Data excerpts below:

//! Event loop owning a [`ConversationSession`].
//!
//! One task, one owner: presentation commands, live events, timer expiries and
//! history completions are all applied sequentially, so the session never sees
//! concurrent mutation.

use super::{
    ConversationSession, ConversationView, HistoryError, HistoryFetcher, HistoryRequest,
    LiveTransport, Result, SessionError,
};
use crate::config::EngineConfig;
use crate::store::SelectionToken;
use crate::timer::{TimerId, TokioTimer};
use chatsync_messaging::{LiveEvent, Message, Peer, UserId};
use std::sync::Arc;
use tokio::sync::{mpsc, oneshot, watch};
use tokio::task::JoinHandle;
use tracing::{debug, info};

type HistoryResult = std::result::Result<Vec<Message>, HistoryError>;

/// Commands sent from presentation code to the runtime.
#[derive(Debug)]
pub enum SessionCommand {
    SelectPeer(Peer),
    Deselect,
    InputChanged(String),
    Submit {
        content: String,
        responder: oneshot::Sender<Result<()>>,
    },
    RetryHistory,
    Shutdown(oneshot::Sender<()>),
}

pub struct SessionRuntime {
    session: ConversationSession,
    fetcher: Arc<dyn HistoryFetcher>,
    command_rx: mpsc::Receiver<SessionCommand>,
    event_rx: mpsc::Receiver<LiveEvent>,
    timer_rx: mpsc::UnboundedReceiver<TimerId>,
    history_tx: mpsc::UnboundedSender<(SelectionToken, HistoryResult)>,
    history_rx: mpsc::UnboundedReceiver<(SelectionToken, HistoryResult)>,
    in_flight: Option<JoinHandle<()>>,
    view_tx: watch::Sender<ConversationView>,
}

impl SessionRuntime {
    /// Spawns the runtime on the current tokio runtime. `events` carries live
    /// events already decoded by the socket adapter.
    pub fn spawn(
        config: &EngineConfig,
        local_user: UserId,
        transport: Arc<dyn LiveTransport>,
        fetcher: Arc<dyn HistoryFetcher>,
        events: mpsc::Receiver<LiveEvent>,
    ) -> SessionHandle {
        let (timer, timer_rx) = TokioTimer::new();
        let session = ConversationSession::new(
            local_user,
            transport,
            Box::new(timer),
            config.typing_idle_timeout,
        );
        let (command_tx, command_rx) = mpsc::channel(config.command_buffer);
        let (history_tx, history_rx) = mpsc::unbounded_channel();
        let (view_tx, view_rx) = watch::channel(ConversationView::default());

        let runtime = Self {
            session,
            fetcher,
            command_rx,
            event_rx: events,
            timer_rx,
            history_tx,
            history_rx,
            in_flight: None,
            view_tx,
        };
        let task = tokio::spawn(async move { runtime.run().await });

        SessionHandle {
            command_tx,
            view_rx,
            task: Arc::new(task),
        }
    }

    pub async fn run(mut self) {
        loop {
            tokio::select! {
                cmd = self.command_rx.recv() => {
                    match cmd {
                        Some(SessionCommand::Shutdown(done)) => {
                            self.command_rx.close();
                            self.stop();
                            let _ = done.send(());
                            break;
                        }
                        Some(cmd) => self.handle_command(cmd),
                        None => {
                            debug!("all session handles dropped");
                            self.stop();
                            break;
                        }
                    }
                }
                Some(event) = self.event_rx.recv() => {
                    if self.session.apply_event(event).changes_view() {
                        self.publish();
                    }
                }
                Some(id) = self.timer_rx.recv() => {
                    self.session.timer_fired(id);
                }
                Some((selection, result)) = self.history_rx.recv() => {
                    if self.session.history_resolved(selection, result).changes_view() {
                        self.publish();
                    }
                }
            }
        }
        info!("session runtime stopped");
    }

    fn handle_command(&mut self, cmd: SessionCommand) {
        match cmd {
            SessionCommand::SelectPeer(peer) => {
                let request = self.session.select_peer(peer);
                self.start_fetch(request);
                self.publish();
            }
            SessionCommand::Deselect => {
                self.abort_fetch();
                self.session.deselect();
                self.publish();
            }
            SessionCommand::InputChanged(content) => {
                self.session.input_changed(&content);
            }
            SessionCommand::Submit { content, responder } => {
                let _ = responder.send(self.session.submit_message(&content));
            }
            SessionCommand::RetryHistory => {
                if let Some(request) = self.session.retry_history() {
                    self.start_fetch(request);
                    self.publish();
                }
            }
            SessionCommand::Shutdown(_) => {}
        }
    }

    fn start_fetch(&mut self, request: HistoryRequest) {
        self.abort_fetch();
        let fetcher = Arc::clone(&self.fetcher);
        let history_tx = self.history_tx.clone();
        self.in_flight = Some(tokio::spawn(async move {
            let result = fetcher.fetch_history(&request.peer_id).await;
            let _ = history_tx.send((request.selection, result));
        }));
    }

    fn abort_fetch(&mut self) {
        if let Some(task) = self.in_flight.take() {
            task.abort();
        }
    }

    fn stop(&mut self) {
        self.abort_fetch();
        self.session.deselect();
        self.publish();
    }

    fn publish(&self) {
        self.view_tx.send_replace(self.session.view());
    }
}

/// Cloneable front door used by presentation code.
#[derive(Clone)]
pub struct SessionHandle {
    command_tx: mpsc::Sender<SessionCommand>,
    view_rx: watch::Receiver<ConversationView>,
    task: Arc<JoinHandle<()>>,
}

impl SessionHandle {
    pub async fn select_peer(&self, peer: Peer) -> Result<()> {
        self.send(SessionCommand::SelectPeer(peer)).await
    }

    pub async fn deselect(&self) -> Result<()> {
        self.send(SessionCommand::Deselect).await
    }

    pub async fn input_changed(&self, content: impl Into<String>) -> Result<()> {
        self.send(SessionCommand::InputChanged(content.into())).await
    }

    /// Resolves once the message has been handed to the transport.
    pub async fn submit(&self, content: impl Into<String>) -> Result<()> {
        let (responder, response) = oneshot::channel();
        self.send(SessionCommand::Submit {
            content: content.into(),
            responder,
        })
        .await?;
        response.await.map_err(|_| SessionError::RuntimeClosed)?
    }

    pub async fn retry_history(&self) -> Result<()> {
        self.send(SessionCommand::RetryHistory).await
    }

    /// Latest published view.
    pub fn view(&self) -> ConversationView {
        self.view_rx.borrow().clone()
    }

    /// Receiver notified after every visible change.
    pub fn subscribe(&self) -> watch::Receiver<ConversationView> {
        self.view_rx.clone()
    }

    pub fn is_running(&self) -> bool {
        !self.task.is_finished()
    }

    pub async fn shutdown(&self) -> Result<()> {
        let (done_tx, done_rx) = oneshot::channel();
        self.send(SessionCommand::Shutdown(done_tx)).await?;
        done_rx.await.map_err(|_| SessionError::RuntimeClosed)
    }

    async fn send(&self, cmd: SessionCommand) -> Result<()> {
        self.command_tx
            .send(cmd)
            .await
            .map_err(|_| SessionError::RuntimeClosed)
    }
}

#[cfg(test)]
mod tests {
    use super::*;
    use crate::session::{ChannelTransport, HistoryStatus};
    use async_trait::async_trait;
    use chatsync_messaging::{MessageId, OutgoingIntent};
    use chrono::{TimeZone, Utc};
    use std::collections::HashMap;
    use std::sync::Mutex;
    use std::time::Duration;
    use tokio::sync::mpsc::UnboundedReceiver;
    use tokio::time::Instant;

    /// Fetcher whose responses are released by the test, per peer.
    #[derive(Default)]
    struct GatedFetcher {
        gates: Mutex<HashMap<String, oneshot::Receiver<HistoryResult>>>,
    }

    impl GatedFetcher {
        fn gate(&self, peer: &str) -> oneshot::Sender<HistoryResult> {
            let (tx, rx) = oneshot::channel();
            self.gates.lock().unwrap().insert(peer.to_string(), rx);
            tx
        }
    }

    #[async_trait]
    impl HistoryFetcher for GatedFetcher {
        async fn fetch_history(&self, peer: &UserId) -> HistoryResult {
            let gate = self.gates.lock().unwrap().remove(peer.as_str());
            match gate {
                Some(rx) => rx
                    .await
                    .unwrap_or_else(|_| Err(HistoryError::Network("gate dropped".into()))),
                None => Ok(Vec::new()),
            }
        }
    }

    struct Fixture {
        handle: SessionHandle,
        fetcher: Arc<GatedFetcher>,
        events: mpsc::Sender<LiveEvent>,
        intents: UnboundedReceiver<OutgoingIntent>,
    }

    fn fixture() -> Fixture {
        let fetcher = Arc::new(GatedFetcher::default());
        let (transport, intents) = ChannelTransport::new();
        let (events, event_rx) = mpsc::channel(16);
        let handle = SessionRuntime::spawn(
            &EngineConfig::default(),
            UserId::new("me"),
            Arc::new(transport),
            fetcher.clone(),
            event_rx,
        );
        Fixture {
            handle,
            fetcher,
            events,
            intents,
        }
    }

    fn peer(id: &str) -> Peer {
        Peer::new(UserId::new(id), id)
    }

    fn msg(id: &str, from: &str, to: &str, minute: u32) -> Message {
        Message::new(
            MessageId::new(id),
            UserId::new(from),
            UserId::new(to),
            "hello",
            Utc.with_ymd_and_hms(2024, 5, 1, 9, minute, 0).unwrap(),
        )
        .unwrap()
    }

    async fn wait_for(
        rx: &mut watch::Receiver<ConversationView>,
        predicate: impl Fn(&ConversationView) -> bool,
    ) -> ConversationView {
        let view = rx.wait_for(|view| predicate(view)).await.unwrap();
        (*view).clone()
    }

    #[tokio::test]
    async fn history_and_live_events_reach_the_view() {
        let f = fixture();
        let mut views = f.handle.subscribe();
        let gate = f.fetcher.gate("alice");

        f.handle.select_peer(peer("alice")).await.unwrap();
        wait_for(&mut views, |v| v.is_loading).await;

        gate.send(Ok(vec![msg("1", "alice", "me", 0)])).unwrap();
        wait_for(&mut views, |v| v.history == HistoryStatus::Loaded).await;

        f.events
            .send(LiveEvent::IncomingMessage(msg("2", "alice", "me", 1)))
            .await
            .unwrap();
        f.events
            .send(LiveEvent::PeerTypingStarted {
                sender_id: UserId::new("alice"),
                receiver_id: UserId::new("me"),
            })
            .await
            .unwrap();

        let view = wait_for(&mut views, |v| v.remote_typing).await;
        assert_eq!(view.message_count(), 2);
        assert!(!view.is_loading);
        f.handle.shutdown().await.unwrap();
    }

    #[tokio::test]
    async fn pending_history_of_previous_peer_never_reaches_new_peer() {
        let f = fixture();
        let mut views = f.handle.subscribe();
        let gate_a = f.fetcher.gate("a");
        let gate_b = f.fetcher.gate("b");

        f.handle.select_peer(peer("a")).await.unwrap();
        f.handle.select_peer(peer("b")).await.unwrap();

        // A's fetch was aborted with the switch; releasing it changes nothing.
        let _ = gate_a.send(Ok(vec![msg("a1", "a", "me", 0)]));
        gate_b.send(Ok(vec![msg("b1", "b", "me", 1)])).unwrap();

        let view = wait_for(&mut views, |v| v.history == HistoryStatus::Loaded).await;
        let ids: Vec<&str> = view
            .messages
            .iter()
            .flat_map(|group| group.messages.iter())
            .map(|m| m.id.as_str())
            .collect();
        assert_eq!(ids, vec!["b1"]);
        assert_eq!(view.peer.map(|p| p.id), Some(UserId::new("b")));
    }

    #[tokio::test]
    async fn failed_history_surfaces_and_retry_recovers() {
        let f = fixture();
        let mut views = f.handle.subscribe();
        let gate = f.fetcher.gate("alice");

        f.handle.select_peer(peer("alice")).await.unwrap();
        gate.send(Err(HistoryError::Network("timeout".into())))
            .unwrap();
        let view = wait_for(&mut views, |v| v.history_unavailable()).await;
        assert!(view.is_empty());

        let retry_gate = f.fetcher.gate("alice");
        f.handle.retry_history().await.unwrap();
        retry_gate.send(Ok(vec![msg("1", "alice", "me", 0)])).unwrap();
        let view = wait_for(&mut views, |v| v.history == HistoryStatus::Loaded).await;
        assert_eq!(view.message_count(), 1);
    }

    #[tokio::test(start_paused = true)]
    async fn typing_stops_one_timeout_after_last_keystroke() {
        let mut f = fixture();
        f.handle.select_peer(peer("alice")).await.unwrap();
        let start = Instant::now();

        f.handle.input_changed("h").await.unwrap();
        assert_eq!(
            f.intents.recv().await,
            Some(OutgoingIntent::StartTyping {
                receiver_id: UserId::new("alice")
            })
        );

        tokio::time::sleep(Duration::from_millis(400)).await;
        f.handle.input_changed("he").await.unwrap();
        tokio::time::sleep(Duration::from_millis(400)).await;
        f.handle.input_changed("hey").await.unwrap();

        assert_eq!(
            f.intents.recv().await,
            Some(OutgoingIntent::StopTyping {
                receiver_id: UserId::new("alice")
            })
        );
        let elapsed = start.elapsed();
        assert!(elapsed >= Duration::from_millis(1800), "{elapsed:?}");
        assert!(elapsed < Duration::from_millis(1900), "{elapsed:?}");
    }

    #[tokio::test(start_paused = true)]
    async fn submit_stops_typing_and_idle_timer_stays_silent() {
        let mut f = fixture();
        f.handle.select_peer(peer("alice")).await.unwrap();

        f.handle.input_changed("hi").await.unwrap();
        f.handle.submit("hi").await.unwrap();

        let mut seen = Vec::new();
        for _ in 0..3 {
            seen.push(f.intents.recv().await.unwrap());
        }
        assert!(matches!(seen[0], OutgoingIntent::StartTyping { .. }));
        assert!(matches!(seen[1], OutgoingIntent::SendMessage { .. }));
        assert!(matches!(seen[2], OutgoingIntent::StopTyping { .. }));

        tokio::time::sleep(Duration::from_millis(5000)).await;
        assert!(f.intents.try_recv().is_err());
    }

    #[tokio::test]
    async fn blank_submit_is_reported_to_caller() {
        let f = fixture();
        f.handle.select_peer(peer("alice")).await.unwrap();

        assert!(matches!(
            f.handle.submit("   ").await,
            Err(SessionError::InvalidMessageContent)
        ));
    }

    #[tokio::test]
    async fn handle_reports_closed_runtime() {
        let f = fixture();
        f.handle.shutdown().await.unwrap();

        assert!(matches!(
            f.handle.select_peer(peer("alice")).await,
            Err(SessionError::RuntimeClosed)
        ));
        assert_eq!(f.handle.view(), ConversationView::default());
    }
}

End of Data excerpts.

▶ **Problem statement**:
Look through the entries. Copy out each line with "derive" in it.

▶ **Problem solution**:
#[derive(Debug)]
#[derive(Clone)]
    #[derive(Default)]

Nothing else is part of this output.